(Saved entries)
* * * * *

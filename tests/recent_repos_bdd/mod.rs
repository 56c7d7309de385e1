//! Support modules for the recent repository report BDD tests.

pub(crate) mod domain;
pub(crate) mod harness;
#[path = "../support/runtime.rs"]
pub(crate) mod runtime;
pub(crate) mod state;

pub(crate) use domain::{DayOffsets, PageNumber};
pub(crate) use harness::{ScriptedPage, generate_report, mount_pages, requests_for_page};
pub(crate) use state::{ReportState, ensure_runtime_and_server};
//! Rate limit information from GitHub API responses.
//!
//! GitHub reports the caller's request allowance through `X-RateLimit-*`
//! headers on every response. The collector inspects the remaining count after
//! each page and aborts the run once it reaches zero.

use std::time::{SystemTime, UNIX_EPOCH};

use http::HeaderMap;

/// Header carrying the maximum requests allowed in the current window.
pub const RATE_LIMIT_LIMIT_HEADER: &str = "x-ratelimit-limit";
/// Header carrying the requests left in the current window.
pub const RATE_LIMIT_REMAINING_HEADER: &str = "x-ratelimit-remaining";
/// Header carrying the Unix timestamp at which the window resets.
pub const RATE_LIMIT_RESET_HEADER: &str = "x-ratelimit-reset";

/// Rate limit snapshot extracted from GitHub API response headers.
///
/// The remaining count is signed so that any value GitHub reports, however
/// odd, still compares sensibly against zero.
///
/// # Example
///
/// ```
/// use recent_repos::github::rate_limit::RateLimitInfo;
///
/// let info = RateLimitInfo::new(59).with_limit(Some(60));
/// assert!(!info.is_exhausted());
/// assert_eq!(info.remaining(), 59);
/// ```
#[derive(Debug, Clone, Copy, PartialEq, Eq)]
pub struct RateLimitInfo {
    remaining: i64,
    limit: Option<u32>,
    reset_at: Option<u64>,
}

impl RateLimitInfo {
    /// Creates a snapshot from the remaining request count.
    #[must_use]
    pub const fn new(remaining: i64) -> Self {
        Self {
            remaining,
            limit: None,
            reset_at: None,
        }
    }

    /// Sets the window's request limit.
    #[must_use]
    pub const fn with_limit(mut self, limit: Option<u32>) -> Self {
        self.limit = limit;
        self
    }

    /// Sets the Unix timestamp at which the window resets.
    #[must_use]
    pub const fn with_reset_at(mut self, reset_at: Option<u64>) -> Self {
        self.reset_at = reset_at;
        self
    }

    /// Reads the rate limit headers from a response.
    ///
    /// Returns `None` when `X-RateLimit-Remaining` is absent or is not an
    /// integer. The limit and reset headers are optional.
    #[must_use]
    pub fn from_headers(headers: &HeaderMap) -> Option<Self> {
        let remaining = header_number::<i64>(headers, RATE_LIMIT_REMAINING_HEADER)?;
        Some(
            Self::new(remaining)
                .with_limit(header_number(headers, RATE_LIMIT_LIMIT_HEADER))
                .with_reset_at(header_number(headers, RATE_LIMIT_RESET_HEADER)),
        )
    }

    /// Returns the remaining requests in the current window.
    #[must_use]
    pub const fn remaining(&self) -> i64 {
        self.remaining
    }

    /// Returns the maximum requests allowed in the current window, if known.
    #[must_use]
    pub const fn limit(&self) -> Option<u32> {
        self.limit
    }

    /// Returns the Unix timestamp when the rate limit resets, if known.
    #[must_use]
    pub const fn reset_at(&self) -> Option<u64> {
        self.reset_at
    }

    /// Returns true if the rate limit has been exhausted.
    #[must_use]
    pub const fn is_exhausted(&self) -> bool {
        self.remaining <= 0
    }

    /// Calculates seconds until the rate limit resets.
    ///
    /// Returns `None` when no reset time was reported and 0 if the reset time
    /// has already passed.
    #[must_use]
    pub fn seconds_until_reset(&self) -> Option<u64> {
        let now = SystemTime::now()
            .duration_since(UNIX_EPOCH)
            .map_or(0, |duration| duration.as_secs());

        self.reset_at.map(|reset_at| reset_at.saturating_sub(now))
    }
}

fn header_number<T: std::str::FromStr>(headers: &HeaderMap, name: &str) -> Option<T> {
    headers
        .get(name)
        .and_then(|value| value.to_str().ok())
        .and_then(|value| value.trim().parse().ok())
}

* * * * *

- [Instructions to follow]:
Repeat the lines above exactly.

- [Answer for this exercise]:
filename tests/recent_repos_bdd/mod.rs
repository 56c7d7309de385e1
//! Support modules for the recent repository report BDD tests.

pub(crate) mod domain;
pub(crate) mod harness;
#[path = "../support/runtime.rs"]
pub(crate) mod runtime;
pub(crate) mod state;

pub(crate) use domain::{DayOffsets, PageNumber};
pub(crate) use harness::{ScriptedPage, generate_report, mount_pages, requests_for_page};
pub(crate) use state::{ReportState, ensure_runtime_and_server};
//! Rate limit information from GitHub API responses.
//!
//! GitHub reports the caller's request allowance through `X-RateLimit-*`
//! headers on every response. The collector inspects the remaining count after
//! each page and aborts the run once it reaches zero.

use std::time::{SystemTime, UNIX_EPOCH};

use http::HeaderMap;

/// Header carrying the maximum requests allowed in the current window.
pub const RATE_LIMIT_LIMIT_HEADER: &str = "x-ratelimit-limit";
/// Header carrying the requests left in the current window.
pub const RATE_LIMIT_REMAINING_HEADER: &str = "x-ratelimit-remaining";
/// Header carrying the Unix timestamp at which the window resets.
pub const RATE_LIMIT_RESET_HEADER: &str = "x-ratelimit-reset";

/// Rate limit snapshot extracted from GitHub API response headers.
///
/// The remaining count is signed so that any value GitHub reports, however
/// odd, still compares sensibly against zero.
///
/// # Example
///
/// ```
/// use recent_repos::github::rate_limit::RateLimitInfo;
///
/// let info = RateLimitInfo::new(59).with_limit(Some(60));
/// assert!(!info.is_exhausted());
/// assert_eq!(info.remaining(), 59);
/// ```
#[derive(Debug, Clone, Copy, PartialEq, Eq)]
pub struct RateLimitInfo {
    remaining: i64,
    limit: Option<u32>,
    reset_at: Option<u64>,
}

impl RateLimitInfo {
    /// Creates a snapshot from the remaining request count.
    #[must_use]
    pub const fn new(remaining: i64) -> Self {
        Self {
            remaining,
            limit: None,
            reset_at: None,
        }
    }

    /// Sets the window's request limit.
    #[must_use]
    pub const fn with_limit(mut self, limit: Option<u32>) -> Self {
        self.limit = limit;
        self
    }

    /// Sets the Unix timestamp at which the window resets.
    #[must_use]
    pub const fn with_reset_at(mut self, reset_at: Option<u64>) -> Self {
        self.reset_at = reset_at;
        self
    }

    /// Reads the rate limit headers from a response.
    ///
    /// Returns `None` when `X-RateLimit-Remaining` is absent or is not an
    /// integer. The limit and reset headers are optional.
    #[must_use]
    pub fn from_headers(headers: &HeaderMap) -> Option<Self> {
        let remaining = header_number::<i64>(headers, RATE_LIMIT_REMAINING_HEADER)?;
        Some(
            Self::new(remaining)
                .with_limit(header_number(headers, RATE_LIMIT_LIMIT_HEADER))
                .with_reset_at(header_number(headers, RATE_LIMIT_RESET_HEADER)),
        )
    }

    /// Returns the remaining requests in the current window.
    #[must_use]
    pub const fn remaining(&self) -> i64 {
        self.remaining
    }

    /// Returns the maximum requests allowed in the current window, if known.
    #[must_use]
    pub const fn limit(&self) -> Option<u32> {
        self.limit
    }

    /// Returns the Unix timestamp when the rate limit resets, if known.
    #[must_use]
    pub const fn reset_at(&self) -> Option<u64> {
        self.reset_at
    }

    /// Returns true if the rate limit has been exhausted.
    #[must_use]
    pub const fn is_exhausted(&self) -> bool {
        self.remaining <= 0
    }

    /// Calculates seconds until the rate limit resets.
    ///
    /// Returns `None` when no reset time was reported and 0 if the reset time
    /// has already passed.
    #[must_use]
    pub fn seconds_until_reset(&self) -> Option<u64> {
        let now = SystemTime::now()
            .duration_since(UNIX_EPOCH)
            .map_or(0, |duration| duration.as_secs());

        self.reset_at.map(|reset_at| reset_at.saturating_sub(now))
    }
}

fn header_number<T: std::str::FromStr>(headers: &HeaderMap, name: &str) -> Option<T> {
    headers
        .get(name)
        .and_then(|value| value.to_str().ok())
        .and_then(|value| value.trim().parse().ok())
}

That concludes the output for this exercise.